The number of players you can actually obtain is far smaller than in the summer window and any player in form and in shape will be difficult to prise out of his club without paying over the odds.
Even if the financials can be done the player needs to be in sufficient physical condition to cope with the intense training regime at Thorp Arch if they are to stand a chance of playing first-team football before summer.
January 2020 brought just three players to Elland Road; striker Jean-Kevin Augustin, goalkeeper Elia Caprile and winger Ian Poveda.
Augustin, beset by a calf issue and then a struggle to reach the required fitness level, played 49 minutes of Championship football and is now a Nantes player, although the dispute over Leeds’ obligation to pay the guts of £20m to RB Leizig lingers.
Caprile, still only 18, was never likely to get senior match minutes but made the bench for two Championship games when Kiko Casilla was banned for racism and has filled that role again this season with Casilla injured.
Poveda, plucked from Manchester City on a free transfer with a sell-on, came with the traditional young signing fanfare – stints at Chelsea and Barcelona and England youth caps bring the terms ‘pedigree’ and ‘highly rated’ to the table.
This new boy was highly rated though, by Orta who brought him to Elland Road to replace Jack Clarke and complete Bielsa’s set of wide options.
Quite whether the Whites director of football believed his new winger, who turned 20 in February, was capable of turning Benjamin Mendy inside out in a Premier League game before 2020 was over, is debatable.
Bielsa didn’t play Poveda in the first team until June, after lockdown, and even then he was restricted to two brief cameo appearances against Cardiff and Fulham, where he showed one or two flashes of promise.
He had shown more than that in the Under 23s but the leap in standard to the second tier is enough to keep the expectations of even the giddiest of Leeds fans in check.
Poveda got his first start, with the league title already claimed, and looked bright, if a tad lightweight, against a stuttering Derby.
An assist in 28 minutes against a beleaguered, League One bound Charlton, was a nice flourish to end the season and later that night his wide-eyed wonderment and glee during the promotion party did no harm to his popularity.
Off the field he had settled into the group with greater ease and speed than any other player, said Stuart Dallas.
Although Poveda tucked himself in between Kalvin Phillips and Tyler Roberts and played a full part in the squad’s celebrations, he still went into the short break very much a fringe player, with orders to put weight on.
The Carabao Cup provided his first 20/21 first-team football and he was a livewire against Hull, although at times there was a hint of speedboat with no driver – all pace, little direction.
The same could be said of his cameo at Sheffield United but not when Manchester City came to town.
He was still direct, running at and past Mendy, but there was a care to his work and signs of very intelligent life – he hit the brakes during one dart up the wing, spun on his heel and clipped a lovely ball in behind the defence to create a crossing chance for Matesuz Klich.

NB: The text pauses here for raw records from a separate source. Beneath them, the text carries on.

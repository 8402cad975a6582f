//! Release filtering and normalization
//!
//! Turns one page of forge releases into newest-first version records:
//! drafts and prereleases are dropped, releases without a matching asset are
//! skipped with a warning, and the list is capped at `maxVersions`.

use crate::domain::{normalize_version, GithubSource, VersionRecord};
use crate::error::ForgeError;
use crate::forge::{Release, ReleaseAsset, ReleaseSource};
use regex::Regex;

/// Asset-name matcher built from a wildcard pattern.
///
/// Only the first `*` becomes `.*`; everything else is handed to the regex
/// engine untouched and the match is unanchored. So `app.ipa` also matches
/// `appXipa`, and `*.ipa` matches `MyApp.ipa.zip`. Existing descriptors rely
/// on this loose behaviour.
#[derive(Debug, Clone)]
pub struct AssetPattern {
    pattern: String,
    regex: Regex,
}

impl AssetPattern {
    /// Compile a wildcard pattern
    pub fn new(pattern: &str) -> Result<Self, regex::Error> {
        let regex = Regex::new(&pattern.replacen('*', ".*", 1))?;
        Ok(Self {
            pattern: pattern.to_string(),
            regex,
        })
    }

    /// The pattern as written in the descriptor
    pub fn as_str(&self) -> &str {
        &self.pattern
    }

    /// Whether an asset file name matches
    pub fn matches(&self, name: &str) -> bool {
        self.regex.is_match(name)
    }

    /// First asset whose name matches
    pub fn find<'a>(&self, assets: &'a [ReleaseAsset]) -> Option<&'a ReleaseAsset> {
        assets.iter().find(|asset| self.matches(&asset.name))
    }
}

/// Fetches and normalizes the versions of one application
pub struct ReleaseFetcher {
    source: Box<dyn ReleaseSource>,
}

impl ReleaseFetcher {
    /// Create a fetcher backed by a release source
    pub fn new(source: Box<dyn ReleaseSource>) -> Self {
        Self { source }
    }

    /// Name of the backing service
    pub fn service_name(&self) -> &'static str {
        self.source.service_name()
    }

    /// Fetch up to `max_versions` usable versions, newest first
    pub async fn fetch_versions(
        &self,
        github: &GithubSource,
    ) -> Result<Vec<VersionRecord>, ForgeError> {
        if github.owner.trim().is_empty() || github.repo.trim().is_empty() {
            return Err(ForgeError::MissingCoordinates {
                repo: github.slug(),
            });
        }

        let pattern = AssetPattern::new(&github.asset_pattern).map_err(|source| {
            ForgeError::InvalidAssetPattern {
                repo: github.slug(),
                pattern: github.asset_pattern.clone(),
                source,
            }
        })?;

        let releases = self
            .source
            .list_releases(&github.owner, &github.repo, github.max_versions)
            .await?;

        Ok(select_versions(
            &github.slug(),
            releases,
            &pattern,
            github.max_versions as usize,
        ))
    }
}

/// Apply the release filters in received order
fn select_versions(
    slug: &str,
    releases: Vec<Release>,
    pattern: &AssetPattern,
    max_versions: usize,
) -> Vec<VersionRecord> {
    let mut versions = Vec::new();

    for release in releases {
        if versions.len() >= max_versions {
            break;
        }

        if !release.is_stable() {
            log::debug!("{}: skipping draft/prerelease {}", slug, release.tag_name);
            continue;
        }

        let Some(asset) = pattern.find(&release.assets) else {
            log::warn!(
                "{}: no asset matching '{}' in release {}",
                slug,
                pattern.as_str(),
                release.tag_name
            );
            continue;
        };

        versions.push(VersionRecord::new(
            normalize_version(&release.tag_name),
            release.release_date(),
            asset.size,
            asset.browser_download_url.clone(),
        ));
    }

    versions
}
//! appfeed - App-catalog repository feed generator library
//!
//! This library provides the pieces of a generation run:
//! - Loading repository and application descriptors (YAML)
//! - Listing GitHub releases and turning them into versions
//! - Assembling and writing the repository document (JSON)
//! - Scaffolding new application descriptors from templates

pub mod assembler;
pub mod cli;
pub mod config;
pub mod domain;
pub mod error;
pub mod forge;
pub mod output;
pub mod scaffold;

He put every bit of that extra weight into a shoulder challenge with Ferran Torres that left the City man in a heap, Mike Dean harshly deeming it a foul. Pep Guardiola’s somewhat curt post-game admission that Poveda has improved under Bielsa did little justice to the youngster’s performance.
Anyone whose eyebrows went up as he rattled his former club can be forgiven – particularly when Bielsa himself admits he has been taken by surprise by the level of progress the winger has made.
“This player came to Leeds thanks to Victor Orta and when I saw him I did not think he was going to have the evolution he is having or the qualities he is showing,” said the head coach.
“He is a highly technical player, he’s a competitive player and he has physical resources which I haven’t seen before. He is a player who in sprints and distances covered has immense values.”
A good 45-minute display is not conclusive proof, but Bielsa’s words should be taken as evidence that Leeds’ happy-go-lucky scamp is a serious prospect and a suggestion that you can still get serious value in January.